Un grueso sobre marrón salió lentamente por una grieta en el panel pintado de verde junto a la chimenea. Apenas quedó libre, voló por toda la sala de estar y aterrizó, con el frente hacia arriba, en mi regazo.
La palabra «Diana» estaba escrita con bolígrafo azul en la parte delantera. Pude reconocer la letra pequeña y femenina de mi madre que había visto tantas veces en autorizaciones para el colegio y felicitaciones de cumpleaños.
—Es de mamá. —Miré a Sarah, asombrada—. ¿Qué es?

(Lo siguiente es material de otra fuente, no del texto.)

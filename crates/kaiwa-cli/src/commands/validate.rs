//! The `kaiwa validate` command.

use std::path::PathBuf;

use anyhow::Result;

use kaiwa_core::transcript;

pub fn execute(transcript_path: PathBuf) -> Result<()> {
    let transcripts = if transcript_path.is_dir() {
        transcript::load_transcript_directory(&transcript_path)?
    } else {
        vec![transcript::parse_transcript(&transcript_path)?]
    };

    let mut total_warnings = 0;

    for t in &transcripts {
        println!("Transcript: {} ({} messages)", t.name, t.messages.len());

        let warnings = transcript::validate_transcript(t);
        for w in &warnings {
            let prefix = w
                .message_index
                .map(|i| format!("  [message {i}]"))
                .unwrap_or_else(|| "  ".to_string());
            println!("{prefix} WARNING: {}", w.message);
        }
        total_warnings += warnings.len();
    }

    for w in transcript::validate_transcript_set(&transcripts) {
        println!("  WARNING: {}", w.message);
        total_warnings += 1;
    }

    if total_warnings == 0 {
        println!("All transcripts valid.");
    } else {
        println!("\n{total_warnings} warning(s) found.");
    }

    Ok(())
}
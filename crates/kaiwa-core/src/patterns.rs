//! Immutable pattern tables keyed by JLPT level.
//!
//! All analysis is substring-based: the tables hold literal Japanese text
//! fragments, not regular expressions. Grammar patterns are stored without
//! the dictionary attachment placeholder (〜) since learner text never
//! contains it.

use crate::model::JlptLevel;

/// Polite-register sentence endings.
pub const POLITE_MARKERS: [&str; 2] = ["です", "ます"];

/// Doubled-particle substrings flagged by the grammar analyzer.
pub const DOUBLED_PARTICLE_ERRORS: [&str; 2] = ["はは", "がが"];

/// Single-character grammatical particles (助詞) the particle analyzer
/// extracts and checks.
pub const PARTICLE_MARKERS: [char; 13] = [
    'は', 'が', 'を', 'に', 'で', 'へ', 'と', 'や', 'か', 'ら', 'ま', 'よ', 'り',
];

/// Verb stems whose potential form (stem + ける) takes が, not を.
pub const POTENTIAL_VERB_STEMS: [char; 5] = ['見', '聞', '読', '書', '話'];

/// Respectful-register (尊敬語) patterns.
pub const SONKEIGO_PATTERNS: &[&str] = &[
    "いらっしゃる",
    "おっしゃる",
    "なさる",
    "くださる",
    "召し上がる",
    "ご覧になる",
    "おいでになる",
];

/// Humble-register (謙譲語) patterns.
pub const KENJOUGO_PATTERNS: &[&str] = &[
    "いたす",
    "申し上げる",
    "いただく",
    "拝見する",
    "お目にかかる",
    "存じる",
    "参る",
];

/// Polite-copula (丁寧語) patterns.
pub const TEINEIGO_PATTERNS: &[&str] = &["です", "ます", "ございます", "でございます"];

/// Register substitutions expected in formal contexts: (plain, formal).
pub const FORMAL_SUBSTITUTIONS: [(&str, &str); 2] =
    [("です", "でございます"), ("ます", "いたします")];

/// Grammar patterns per level. One point each in the level estimator.
pub fn grammar_patterns(level: JlptLevel) -> &'static [&'static str] {
    match level {
        JlptLevel::N5 => &[
            "です", "ます", "だ", "である", "は", "が", "を", "に", "で", "たい", "ない",
            "た", "ている",
        ],
        JlptLevel::N4 => &[
            "てください",
            "てもいい",
            "てはいけない",
            "なければならない",
            "ほうがいい",
            "ので",
            "から",
            "が",
            "けど",
            "ようだ",
            "そうだ",
            "らしい",
        ],
        JlptLevel::N3 => &[
            "ば",
            "なら",
            "たら",
            "ところ",
            "ばかり",
            "だけ",
            "によって",
            "について",
            "に対して",
            "ように",
            "ために",
            "のに",
        ],
        JlptLevel::N2 => &[
            "ばかりか",
            "どころか",
            "ばかりでなく",
            "に限らず",
            "に応じて",
            "に伴って",
            "に加えて",
            "に代わって",
            "に基づいて",
            "に従って",
            "に沿って",
            "に反して",
        ],
        JlptLevel::N1 => &[
            "を余儀なくされる",
            "を禁じ得ない",
            "に越したことはない",
            "に足る",
            "をものともせず",
            "をよそに",
            "を皮切りに",
            "を機に",
            "を問わず",
            "を抜きにして",
        ],
    }
}

/// Vocabulary complexity indicators per level. Half a point each in the
/// level estimator.
pub fn vocabulary_indicators(level: JlptLevel) -> &'static [&'static str] {
    match level {
        JlptLevel::N5 => &[
            "私", "あなた", "これ", "それ", "あれ", "食べる", "飲む", "行く", "来る",
        ],
        JlptLevel::N4 => &["準備", "練習", "説明", "経験", "約束", "心配", "大切"],
        JlptLevel::N3 => &["影響", "関係", "状況", "条件", "理由", "方法", "目的"],
        JlptLevel::N2 => &["実施", "促進", "改善", "対応", "検討", "確認", "調整"],
        JlptLevel::N1 => &[
            "実施", "促進", "改善", "対応", "検討", "確認", "調整", "抽象的", "具体的",
        ],
    }
}

/// Whether a character is in the CJK unified ideograph block used as the
/// kanji complexity proxy.
pub fn is_kanji(c: char) -> bool {
    ('\u{4e00}'..='\u{9faf}').contains(&c)
}

/// Fraction of kanji characters in the text, 0.0 for empty input.
pub fn kanji_ratio(text: &str) -> f64 {
    let total = text.chars().count();
    if total == 0 {
        return 0.0;
    }
    let kanji = text.chars().filter(|&c| is_kanji(c)).count();
    kanji as f64 / total as f64
}

#[cfg(test)]
mod tests {
    use super::*;

    #[test]
    fn every_level_has_patterns() {
        for level in JlptLevel::LADDER {
            assert!(!grammar_patterns(level).is_empty());
            assert!(!vocabulary_indicators(level).is_empty());
        }
    }

    #[test]
    fn kanji_detection() {
        assert!(is_kanji('日'));
        assert!(is_kanji('語'));
        assert!(!is_kanji('で'));
        assert!(!is_kanji('ア'));
        assert!(!is_kanji('a'));
    }

    #[test]
    fn kanji_ratio_counts_chars_not_bytes() {
        // 2 kanji out of 4 chars (not 12 bytes).
        assert!((kanji_ratio("日本です") - 0.5).abs() < f64::EPSILON);
        assert_eq!(kanji_ratio(""), 0.0);
        assert_eq!(kanji_ratio("ひらがな"), 0.0);
        assert_eq!(kanji_ratio("漢字"), 1.0);
    }
}
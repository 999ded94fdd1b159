//! Per-skill text analyzers.
//!
//! Each analyzer is a stateless pure function of its input: one text unit
//! (plus an optional level or register hint) in, a bounded score plus
//! structured findings out. Trimmed-empty text yields a deterministic
//! zero-result, never an error. All scores are clamped to [0.0, 10.0] and
//! reported with one decimal of precision.

pub mod fluency;
pub mod grammar;
pub mod keigo;
pub mod particle;
pub mod vocabulary;

/// Clamp to the analyzer score range and round to one decimal.
pub(crate) fn finalize_score(score: f64) -> f64 {
    round1(score.clamp(0.0, 10.0))
}

pub(crate) fn round1(value: f64) -> f64 {
    (value * 10.0).round() / 10.0
}

pub(crate) fn round2(value: f64) -> f64 {
    (value * 100.0).round() / 100.0
}

#[cfg(test)]
mod tests {
    use super::*;

    #[test]
    fn finalize_clamps_and_rounds() {
        assert_eq!(finalize_score(11.2), 10.0);
        assert_eq!(finalize_score(-3.0), 0.0);
        assert_eq!(finalize_score(7.25), 7.3);
        assert_eq!(round2(0.666), 0.67);
    }
}
//! The evaluation pipeline.
//!
//! Ties the analyzers, estimator, and aggregator together: each user turn is
//! analyzed independently and annotated, the estimator runs once over the
//! concatenated user text, and the aggregator produces the composite score
//! and weakness list.

use serde::{Deserialize, Serialize};

use crate::analyzers::{grammar, keigo, particle, vocabulary};
use crate::error::CoreError;
use crate::estimator::{self, LevelEstimate};
use crate::model::{
    CompositeScore, JlptLevel, Message, Role, ScoringWeights, Skill, SkillAnalysis, SkillReading,
    SpeechContext,
};
use crate::scoring::{self, DEFAULT_WEAKNESS_THRESHOLD};

/// Options for one evaluation run.
#[derive(Debug, Clone, Serialize, Deserialize)]
pub struct EvaluateOptions {
    pub weights: ScoringWeights,
    /// Sub-scores strictly below this are reported as weaknesses.
    pub weakness_threshold: u32,
    /// Level the learner is studying toward; feeds analyzer hints and
    /// `matches_target`.
    pub target_level: Option<JlptLevel>,
    /// Register context for the honorific analyzer.
    pub context: Option<SpeechContext>,
}

impl Default for EvaluateOptions {
    fn default() -> Self {
        Self {
            weights: ScoringWeights::default(),
            weakness_threshold: DEFAULT_WEAKNESS_THRESHOLD,
            target_level: None,
            context: None,
        }
    }
}

/// Everything one evaluation produces. Owned by the caller; the core keeps
/// no state between runs.
#[derive(Debug, Clone, Serialize, Deserialize)]
pub struct Evaluation {
    pub composite: CompositeScore,
    pub estimate: LevelEstimate,
    pub weaknesses: Vec<Skill>,
}

/// Run the four text analyzers on one turn and pack the readings.
///
/// The register/keigo reading is stored as the naturalness skill.
pub fn analyze_message(
    text: &str,
    level: Option<JlptLevel>,
    context: Option<SpeechContext>,
) -> SkillAnalysis {
    let grammar = grammar::analyze(text, level);
    let vocabulary = vocabulary::analyze(text, level);
    let particles = particle::analyze(text);
    let register = keigo::analyze(text, context);

    SkillAnalysis {
        grammar: SkillReading::new(grammar.score, grammar.errors, grammar.suggestions),
        vocabulary: SkillReading::new(vocabulary.score, Vec::new(), vocabulary.suggestions),
        particles: SkillReading::new(particles.score, particles.errors, particles.suggestions),
        naturalness: SkillReading::new(register.score, register.errors, register.suggestions),
    }
}

/// Evaluate a conversation in place.
///
/// Every user turn is re-analyzed (any prior analysis is replaced
/// wholesale), then the level estimate, composite score, and weaknesses are
/// computed over the annotated turns.
pub fn evaluate(
    messages: &mut [Message],
    options: &EvaluateOptions,
) -> Result<Evaluation, CoreError> {
    for message in messages.iter_mut() {
        if message.role == Role::User {
            message.analysis = Some(analyze_message(
                &message.content,
                options.target_level,
                options.context,
            ));
        }
    }

    let user_text = messages
        .iter()
        .filter(|m| m.role == Role::User)
        .map(|m| m.content.as_str())
        .collect::<Vec<_>>()
        .join("\n");

    let estimate = estimator::estimate(&user_text, options.target_level);
    let composite = scoring::aggregate(messages, &options.weights)?;
    let weaknesses = scoring::identify_weaknesses(&composite, options.weakness_threshold)?;

    Ok(Evaluation {
        composite,
        estimate,
        weaknesses,
    })
}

Ella se mostró igualmente sobresaltada.
—No tengo ni la menor idea.
En el interior había un sobre más pequeño y algo cuidadosamente envuelto en varias capas de papel de seda. El sobre era verde claro, con un verde más oscuro en los bordes. Mi padre me había ayudado a escogerlo para el cumpleaños de mi madre. Tenía un ramo de lirios del valle blancos y verdes en ligero relieve en la esquina de cada página. Se me llenaron los ojos de lágrimas.
—¿Quieres que te dejemos sola? —preguntó Matthew en voz baja, ya de pie.
—Quédate, por favor.
Sin dejar de temblar, rompí el sobre para abrirlo y desdoblé los papeles que había dentro. La fecha que aparecía bajo el lirio del valle —13 de agosto de 1983— atrajo mi atención inmediatamente.